Your instructions:
Out of the entries that follow, copy each line containing "LinuxHost".

Extracted entries:

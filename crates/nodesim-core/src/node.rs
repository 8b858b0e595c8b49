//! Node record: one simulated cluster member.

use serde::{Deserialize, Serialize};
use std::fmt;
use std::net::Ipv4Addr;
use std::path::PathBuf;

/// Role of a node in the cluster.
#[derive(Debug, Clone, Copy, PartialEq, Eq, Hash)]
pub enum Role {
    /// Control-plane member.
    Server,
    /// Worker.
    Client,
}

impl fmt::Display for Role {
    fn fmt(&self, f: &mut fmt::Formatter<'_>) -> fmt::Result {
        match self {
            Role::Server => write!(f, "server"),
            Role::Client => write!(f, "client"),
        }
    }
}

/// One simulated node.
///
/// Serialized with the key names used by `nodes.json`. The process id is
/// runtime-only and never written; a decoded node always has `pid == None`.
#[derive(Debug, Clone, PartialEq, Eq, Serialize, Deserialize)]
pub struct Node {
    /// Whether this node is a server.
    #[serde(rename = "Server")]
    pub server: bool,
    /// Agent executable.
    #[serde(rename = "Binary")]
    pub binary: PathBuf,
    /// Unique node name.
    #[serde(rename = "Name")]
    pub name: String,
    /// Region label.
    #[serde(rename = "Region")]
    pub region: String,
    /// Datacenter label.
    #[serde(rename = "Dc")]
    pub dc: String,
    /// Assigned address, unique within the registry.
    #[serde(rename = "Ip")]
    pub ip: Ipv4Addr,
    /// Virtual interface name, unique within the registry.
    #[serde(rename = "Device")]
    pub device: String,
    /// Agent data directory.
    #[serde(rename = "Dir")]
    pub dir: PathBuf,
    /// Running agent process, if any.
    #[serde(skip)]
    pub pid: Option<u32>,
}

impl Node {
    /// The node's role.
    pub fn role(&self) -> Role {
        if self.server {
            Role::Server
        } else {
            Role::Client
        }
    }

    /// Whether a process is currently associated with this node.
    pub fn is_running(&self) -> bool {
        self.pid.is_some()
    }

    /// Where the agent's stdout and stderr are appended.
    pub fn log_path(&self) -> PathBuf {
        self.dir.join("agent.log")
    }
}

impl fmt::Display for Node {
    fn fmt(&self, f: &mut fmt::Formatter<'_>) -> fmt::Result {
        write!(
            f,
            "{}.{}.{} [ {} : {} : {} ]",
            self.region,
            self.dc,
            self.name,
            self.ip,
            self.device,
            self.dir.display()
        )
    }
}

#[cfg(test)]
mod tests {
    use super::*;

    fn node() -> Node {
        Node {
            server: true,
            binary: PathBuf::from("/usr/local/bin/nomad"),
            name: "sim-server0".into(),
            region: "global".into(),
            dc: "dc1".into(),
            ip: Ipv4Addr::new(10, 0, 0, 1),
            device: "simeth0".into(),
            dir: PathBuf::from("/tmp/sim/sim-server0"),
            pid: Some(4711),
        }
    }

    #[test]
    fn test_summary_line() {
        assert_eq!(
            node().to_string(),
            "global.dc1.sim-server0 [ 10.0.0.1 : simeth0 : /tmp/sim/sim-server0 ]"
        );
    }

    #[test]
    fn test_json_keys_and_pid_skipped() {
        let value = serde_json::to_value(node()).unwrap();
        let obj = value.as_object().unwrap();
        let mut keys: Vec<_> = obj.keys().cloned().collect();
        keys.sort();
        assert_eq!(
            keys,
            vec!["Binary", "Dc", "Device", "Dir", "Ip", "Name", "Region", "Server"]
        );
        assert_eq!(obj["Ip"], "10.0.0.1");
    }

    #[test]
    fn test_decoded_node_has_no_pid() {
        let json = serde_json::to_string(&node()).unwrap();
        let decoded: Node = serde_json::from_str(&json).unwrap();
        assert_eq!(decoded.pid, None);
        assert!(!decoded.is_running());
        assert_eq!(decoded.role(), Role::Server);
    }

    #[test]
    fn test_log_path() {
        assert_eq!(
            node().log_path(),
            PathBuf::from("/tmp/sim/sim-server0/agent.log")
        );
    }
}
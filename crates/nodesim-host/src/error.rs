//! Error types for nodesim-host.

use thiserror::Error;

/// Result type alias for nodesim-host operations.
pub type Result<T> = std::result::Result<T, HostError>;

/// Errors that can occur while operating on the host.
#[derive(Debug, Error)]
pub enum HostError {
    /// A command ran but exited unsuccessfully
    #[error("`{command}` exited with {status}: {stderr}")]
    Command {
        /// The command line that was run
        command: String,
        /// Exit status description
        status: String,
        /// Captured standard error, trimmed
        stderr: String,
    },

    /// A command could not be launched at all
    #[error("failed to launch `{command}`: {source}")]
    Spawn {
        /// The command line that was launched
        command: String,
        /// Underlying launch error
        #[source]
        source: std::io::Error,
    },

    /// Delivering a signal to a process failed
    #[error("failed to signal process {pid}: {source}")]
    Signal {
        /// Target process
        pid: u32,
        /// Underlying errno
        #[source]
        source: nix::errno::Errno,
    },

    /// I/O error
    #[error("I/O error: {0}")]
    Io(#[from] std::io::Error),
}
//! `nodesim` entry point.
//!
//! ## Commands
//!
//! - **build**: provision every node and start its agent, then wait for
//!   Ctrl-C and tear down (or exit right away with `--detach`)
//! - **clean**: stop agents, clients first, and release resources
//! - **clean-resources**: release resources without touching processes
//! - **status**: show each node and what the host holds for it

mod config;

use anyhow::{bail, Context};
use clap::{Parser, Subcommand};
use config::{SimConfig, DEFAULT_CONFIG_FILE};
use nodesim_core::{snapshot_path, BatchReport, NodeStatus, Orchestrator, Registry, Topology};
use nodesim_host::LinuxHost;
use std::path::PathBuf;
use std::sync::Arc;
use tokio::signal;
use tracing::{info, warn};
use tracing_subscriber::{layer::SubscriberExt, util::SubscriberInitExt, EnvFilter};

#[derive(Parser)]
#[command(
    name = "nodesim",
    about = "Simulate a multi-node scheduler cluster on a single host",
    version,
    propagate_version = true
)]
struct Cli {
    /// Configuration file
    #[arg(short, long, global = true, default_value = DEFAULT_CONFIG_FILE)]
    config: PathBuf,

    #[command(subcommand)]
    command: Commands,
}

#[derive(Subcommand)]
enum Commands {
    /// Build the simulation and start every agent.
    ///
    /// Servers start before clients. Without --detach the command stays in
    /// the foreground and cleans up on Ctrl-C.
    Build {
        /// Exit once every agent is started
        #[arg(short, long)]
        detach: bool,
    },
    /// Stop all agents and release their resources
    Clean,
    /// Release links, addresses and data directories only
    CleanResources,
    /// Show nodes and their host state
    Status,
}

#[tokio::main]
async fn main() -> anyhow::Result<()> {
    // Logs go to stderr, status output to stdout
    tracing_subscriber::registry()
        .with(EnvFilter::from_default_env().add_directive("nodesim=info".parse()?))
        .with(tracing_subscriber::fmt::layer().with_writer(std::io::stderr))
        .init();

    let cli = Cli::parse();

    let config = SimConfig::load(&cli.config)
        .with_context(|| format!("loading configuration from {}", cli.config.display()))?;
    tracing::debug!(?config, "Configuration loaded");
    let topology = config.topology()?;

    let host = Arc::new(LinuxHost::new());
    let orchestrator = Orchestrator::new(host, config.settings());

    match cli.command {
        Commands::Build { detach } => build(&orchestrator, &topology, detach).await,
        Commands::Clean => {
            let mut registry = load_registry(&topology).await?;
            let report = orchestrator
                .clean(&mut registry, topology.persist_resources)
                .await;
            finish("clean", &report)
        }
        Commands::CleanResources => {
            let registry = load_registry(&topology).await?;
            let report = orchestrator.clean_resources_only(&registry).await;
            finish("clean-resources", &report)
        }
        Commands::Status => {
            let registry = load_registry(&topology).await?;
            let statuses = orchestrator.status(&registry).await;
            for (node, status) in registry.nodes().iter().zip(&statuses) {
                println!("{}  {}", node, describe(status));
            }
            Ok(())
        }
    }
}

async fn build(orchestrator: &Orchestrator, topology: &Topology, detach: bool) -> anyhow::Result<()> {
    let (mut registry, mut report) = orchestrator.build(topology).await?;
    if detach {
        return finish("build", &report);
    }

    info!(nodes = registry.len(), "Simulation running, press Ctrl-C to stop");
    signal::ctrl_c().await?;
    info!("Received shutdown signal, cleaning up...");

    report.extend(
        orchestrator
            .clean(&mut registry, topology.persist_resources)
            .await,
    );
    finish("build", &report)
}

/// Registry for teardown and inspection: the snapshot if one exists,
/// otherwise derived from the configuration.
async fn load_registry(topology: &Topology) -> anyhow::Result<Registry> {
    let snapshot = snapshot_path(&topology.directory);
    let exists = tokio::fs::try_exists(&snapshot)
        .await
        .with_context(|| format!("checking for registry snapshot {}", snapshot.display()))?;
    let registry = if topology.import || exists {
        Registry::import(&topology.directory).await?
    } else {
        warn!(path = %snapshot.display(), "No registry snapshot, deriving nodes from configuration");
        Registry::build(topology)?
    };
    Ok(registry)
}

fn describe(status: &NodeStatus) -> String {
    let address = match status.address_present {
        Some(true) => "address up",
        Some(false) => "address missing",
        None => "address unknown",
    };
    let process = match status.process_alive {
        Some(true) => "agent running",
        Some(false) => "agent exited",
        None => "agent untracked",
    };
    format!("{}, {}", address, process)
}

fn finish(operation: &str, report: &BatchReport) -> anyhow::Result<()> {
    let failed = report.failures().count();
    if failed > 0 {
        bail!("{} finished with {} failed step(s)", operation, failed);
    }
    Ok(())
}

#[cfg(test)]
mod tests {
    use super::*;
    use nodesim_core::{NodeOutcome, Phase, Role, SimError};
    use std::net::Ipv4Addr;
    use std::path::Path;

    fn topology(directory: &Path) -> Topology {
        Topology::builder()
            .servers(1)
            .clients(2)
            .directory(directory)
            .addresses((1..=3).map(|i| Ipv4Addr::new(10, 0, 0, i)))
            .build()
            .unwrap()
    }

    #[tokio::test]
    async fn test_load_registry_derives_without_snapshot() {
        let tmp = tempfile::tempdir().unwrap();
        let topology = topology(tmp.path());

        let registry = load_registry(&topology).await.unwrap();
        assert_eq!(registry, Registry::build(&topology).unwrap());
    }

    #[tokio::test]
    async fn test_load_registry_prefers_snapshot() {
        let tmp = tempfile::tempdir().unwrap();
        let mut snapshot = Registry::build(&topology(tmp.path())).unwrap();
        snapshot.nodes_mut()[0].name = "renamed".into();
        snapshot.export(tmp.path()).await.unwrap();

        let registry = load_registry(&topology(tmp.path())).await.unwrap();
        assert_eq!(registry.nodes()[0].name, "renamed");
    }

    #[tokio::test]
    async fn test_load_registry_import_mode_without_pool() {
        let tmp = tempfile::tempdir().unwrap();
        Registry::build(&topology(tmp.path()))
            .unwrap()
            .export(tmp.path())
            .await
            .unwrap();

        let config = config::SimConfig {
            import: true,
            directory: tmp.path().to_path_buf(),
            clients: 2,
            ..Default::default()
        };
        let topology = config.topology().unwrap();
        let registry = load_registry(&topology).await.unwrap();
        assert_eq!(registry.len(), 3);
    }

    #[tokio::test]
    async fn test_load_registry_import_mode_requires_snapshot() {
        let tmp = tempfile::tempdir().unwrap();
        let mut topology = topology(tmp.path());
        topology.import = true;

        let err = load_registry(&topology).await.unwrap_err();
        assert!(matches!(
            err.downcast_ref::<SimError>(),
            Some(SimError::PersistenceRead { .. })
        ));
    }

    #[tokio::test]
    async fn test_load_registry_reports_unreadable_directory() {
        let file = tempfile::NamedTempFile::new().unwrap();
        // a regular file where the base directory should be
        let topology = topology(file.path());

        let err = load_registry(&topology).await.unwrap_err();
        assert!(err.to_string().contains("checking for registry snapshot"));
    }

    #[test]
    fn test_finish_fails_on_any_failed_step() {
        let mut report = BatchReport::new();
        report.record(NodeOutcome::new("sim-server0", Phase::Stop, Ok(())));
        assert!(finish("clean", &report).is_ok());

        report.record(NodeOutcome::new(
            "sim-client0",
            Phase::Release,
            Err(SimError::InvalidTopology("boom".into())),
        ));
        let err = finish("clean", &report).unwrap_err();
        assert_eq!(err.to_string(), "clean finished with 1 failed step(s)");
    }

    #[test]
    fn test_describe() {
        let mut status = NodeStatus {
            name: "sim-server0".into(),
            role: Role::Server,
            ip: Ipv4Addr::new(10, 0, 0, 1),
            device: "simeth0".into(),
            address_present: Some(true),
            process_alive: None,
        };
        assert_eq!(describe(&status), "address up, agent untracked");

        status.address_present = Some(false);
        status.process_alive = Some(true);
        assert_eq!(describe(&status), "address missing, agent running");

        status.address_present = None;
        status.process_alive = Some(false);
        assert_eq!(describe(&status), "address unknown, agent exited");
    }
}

Task result:
use nodesim_host::LinuxHost;
    let host = Arc::new(LinuxHost::new());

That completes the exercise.